### Exercise
Copy out each line in the listing below where the word "impl" appears.

### Records for the task

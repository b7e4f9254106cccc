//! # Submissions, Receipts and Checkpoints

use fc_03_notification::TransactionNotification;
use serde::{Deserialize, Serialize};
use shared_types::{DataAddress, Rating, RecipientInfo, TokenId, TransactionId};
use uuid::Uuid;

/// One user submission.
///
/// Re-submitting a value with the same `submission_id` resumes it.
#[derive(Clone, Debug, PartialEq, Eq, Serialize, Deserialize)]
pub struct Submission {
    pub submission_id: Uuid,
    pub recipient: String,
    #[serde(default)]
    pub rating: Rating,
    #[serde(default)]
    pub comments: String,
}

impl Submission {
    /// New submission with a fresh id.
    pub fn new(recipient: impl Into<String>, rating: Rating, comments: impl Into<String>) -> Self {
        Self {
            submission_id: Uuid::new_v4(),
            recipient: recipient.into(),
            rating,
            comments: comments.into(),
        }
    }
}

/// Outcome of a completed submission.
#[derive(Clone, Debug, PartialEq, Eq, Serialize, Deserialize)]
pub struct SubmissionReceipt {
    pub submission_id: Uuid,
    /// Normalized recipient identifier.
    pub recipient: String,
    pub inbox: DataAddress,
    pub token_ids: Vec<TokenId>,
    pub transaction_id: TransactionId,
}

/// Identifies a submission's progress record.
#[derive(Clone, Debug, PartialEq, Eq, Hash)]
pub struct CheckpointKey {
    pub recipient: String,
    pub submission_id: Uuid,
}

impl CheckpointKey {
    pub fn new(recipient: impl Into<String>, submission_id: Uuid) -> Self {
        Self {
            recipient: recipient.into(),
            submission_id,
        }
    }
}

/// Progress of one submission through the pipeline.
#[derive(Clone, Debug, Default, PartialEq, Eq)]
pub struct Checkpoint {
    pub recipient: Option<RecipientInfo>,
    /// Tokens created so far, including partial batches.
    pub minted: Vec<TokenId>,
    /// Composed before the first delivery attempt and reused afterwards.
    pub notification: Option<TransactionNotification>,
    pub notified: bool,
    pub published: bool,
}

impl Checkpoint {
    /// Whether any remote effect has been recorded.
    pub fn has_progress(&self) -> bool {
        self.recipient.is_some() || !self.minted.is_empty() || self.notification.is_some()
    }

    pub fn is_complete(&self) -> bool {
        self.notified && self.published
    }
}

### Output for this task
impl Submission {
    pub fn new(recipient: impl Into<String>, rating: Rating, comments: impl Into<String>) -> Self {
impl CheckpointKey {
    pub fn new(recipient: impl Into<String>, submission_id: Uuid) -> Self {
impl Checkpoint {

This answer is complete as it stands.